Provide only the number of lines in the records below that include "query".

○ ○ ○

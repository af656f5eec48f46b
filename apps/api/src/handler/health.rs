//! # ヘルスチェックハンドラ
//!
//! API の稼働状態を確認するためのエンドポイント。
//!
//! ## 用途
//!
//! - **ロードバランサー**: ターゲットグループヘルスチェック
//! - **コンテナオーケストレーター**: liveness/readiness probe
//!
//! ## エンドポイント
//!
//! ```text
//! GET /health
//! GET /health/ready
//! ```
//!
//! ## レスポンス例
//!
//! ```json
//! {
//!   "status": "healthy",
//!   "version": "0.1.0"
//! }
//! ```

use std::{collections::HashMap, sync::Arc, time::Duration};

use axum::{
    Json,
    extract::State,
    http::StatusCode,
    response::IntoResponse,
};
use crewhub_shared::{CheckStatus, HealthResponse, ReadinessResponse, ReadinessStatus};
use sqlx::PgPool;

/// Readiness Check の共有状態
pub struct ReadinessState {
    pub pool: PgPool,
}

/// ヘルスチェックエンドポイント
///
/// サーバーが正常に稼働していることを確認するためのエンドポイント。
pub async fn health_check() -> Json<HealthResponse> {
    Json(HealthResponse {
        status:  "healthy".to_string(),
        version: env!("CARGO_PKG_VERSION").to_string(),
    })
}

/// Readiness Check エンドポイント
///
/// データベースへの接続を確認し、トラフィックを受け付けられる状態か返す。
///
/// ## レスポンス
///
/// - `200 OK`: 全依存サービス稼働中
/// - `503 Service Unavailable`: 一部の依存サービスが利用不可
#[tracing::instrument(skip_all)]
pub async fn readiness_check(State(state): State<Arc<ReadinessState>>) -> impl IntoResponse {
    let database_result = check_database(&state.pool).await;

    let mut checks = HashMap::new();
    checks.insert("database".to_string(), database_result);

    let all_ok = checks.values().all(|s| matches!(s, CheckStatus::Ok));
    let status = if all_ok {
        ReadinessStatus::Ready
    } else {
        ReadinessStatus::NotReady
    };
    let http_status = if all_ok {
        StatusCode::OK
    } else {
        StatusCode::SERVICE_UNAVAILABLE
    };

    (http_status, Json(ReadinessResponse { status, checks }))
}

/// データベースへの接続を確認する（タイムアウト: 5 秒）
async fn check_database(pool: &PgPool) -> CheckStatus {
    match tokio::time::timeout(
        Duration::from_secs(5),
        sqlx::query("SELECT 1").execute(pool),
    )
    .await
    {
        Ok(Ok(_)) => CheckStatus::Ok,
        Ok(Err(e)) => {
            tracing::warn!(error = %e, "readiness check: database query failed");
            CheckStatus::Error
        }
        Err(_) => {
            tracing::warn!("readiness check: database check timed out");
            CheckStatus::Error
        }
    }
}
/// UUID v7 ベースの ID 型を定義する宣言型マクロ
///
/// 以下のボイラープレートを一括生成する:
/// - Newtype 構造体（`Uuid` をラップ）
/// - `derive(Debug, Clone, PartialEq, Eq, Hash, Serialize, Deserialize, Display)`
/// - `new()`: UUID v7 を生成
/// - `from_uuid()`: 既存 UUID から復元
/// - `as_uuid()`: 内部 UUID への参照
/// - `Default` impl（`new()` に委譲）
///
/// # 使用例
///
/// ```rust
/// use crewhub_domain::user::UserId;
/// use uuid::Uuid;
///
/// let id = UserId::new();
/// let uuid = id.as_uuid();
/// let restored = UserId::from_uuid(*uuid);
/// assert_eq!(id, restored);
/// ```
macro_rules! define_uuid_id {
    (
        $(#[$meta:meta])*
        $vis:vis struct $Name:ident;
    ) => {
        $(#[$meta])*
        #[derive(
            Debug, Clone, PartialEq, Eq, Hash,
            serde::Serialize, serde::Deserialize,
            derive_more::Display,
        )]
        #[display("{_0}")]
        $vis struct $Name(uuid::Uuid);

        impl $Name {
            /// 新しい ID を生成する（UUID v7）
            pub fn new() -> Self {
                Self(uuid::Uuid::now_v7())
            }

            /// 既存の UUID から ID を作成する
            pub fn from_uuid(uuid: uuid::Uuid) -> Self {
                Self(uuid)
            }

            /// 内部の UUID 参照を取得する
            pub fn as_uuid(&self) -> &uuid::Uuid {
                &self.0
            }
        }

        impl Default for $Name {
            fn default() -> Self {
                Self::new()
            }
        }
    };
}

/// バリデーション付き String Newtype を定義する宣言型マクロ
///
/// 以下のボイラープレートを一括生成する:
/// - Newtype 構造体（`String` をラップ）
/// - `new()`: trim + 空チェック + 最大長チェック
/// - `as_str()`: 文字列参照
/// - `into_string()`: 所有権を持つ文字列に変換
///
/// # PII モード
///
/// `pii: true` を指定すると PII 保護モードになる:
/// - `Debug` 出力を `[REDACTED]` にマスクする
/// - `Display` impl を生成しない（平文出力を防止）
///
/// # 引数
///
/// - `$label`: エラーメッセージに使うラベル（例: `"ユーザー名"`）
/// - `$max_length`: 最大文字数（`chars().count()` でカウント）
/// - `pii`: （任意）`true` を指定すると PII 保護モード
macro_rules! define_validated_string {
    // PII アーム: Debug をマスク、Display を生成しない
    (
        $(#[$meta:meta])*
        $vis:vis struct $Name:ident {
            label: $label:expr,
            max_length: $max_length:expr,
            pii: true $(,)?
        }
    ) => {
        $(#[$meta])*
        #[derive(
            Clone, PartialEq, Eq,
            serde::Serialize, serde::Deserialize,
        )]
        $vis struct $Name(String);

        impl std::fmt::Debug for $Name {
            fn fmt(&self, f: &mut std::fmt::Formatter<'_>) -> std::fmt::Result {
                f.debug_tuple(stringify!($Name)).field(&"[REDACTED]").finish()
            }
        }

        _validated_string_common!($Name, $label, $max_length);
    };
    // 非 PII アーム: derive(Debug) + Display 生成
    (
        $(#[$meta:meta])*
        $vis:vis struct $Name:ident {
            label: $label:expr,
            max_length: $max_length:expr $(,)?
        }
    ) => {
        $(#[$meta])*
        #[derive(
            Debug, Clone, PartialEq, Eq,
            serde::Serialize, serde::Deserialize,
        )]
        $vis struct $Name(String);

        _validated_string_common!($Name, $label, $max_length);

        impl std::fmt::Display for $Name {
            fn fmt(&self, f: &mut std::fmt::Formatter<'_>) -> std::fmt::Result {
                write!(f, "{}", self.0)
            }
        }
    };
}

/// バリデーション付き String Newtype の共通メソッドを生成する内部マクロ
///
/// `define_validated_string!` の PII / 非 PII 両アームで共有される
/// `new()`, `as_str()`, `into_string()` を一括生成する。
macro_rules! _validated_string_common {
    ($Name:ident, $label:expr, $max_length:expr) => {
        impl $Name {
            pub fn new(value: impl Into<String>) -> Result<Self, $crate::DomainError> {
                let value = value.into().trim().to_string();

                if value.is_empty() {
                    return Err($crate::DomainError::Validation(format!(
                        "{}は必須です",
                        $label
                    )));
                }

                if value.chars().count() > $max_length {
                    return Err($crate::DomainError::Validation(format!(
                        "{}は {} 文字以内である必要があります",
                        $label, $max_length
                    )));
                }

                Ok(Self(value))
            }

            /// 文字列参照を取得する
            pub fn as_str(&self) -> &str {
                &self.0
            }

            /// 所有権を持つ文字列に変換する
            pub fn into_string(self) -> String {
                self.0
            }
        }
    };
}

○ ○ ○

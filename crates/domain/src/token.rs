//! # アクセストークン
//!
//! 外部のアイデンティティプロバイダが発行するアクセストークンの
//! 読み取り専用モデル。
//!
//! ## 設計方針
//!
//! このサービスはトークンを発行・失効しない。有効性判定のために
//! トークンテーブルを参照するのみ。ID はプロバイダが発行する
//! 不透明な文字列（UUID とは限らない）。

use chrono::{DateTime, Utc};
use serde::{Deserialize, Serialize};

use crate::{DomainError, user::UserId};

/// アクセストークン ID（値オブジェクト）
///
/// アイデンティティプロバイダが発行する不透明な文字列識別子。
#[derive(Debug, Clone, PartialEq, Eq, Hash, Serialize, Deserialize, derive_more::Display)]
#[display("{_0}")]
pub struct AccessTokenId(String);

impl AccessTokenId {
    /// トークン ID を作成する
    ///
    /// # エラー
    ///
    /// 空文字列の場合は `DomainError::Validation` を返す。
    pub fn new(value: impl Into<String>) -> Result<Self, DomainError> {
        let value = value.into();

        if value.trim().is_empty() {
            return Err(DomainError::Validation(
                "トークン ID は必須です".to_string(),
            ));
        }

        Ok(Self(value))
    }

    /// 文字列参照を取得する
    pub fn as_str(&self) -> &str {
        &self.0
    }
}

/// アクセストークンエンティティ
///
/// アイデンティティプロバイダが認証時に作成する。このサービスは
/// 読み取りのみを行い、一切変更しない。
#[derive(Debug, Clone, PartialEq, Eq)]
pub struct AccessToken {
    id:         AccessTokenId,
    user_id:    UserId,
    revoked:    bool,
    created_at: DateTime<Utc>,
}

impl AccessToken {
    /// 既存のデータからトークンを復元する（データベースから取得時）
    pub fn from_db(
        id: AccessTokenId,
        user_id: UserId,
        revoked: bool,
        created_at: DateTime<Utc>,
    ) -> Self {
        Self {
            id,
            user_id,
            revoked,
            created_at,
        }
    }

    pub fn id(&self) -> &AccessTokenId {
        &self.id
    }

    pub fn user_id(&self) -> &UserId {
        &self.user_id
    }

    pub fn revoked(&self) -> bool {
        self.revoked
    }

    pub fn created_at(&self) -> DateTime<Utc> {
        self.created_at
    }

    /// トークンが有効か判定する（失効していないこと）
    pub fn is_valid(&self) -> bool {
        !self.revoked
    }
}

○ ○ ○

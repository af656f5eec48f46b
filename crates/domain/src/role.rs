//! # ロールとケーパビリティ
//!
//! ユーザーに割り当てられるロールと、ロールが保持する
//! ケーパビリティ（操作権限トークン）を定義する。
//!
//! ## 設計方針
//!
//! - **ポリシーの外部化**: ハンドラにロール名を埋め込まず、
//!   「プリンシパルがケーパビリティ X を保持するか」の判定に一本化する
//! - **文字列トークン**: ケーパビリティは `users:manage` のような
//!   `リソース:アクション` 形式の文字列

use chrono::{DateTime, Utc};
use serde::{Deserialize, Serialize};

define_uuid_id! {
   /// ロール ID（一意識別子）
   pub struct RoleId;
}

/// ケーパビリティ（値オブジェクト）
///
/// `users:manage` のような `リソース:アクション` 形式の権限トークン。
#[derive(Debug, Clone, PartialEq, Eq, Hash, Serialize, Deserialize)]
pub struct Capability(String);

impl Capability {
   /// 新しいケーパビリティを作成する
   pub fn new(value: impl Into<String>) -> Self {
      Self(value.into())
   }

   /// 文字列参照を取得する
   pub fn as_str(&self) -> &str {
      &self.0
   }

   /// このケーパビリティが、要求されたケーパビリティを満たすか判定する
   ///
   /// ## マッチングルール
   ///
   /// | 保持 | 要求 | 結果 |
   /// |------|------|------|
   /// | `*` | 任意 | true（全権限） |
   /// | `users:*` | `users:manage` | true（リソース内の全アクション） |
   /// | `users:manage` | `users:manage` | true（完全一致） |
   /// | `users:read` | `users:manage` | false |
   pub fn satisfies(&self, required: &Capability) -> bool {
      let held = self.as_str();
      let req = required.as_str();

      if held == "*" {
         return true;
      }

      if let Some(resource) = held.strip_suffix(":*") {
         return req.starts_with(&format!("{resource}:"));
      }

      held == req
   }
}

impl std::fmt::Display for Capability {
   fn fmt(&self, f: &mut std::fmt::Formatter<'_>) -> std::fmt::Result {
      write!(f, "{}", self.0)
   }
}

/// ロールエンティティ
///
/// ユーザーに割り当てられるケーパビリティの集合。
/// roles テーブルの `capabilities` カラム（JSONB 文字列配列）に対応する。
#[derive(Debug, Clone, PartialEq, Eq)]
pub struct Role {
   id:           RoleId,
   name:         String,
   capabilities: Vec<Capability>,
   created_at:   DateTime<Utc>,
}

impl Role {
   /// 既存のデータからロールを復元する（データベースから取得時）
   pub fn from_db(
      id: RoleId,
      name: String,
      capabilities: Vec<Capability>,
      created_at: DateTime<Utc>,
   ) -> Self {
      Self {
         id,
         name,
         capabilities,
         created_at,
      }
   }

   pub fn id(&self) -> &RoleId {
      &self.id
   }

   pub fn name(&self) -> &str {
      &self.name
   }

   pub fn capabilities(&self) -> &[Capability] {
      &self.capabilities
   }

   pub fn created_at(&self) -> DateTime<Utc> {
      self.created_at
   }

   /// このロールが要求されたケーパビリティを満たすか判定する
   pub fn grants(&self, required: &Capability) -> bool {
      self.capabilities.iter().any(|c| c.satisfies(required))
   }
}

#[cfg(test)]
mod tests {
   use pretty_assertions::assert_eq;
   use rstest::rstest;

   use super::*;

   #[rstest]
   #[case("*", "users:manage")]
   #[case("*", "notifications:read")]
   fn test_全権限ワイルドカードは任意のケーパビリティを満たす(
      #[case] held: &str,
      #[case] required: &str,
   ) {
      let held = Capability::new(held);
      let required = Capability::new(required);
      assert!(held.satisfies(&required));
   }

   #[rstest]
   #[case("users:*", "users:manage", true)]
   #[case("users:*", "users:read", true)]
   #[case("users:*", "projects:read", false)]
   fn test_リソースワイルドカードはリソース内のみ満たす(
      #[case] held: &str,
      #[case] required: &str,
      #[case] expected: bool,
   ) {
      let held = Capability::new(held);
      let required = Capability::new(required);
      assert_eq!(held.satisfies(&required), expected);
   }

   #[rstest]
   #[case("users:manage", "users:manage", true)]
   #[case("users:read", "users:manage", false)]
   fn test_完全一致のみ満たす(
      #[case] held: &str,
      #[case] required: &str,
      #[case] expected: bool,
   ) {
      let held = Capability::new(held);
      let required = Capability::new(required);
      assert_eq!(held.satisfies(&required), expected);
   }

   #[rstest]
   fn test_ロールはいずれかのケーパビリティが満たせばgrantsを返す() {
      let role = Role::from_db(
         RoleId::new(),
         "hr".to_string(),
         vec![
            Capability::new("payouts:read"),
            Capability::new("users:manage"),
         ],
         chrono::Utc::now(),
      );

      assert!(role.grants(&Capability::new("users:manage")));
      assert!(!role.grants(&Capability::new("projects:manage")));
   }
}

○ ○ ○

- [RESPONSE FOR THIS EXERCISE]
2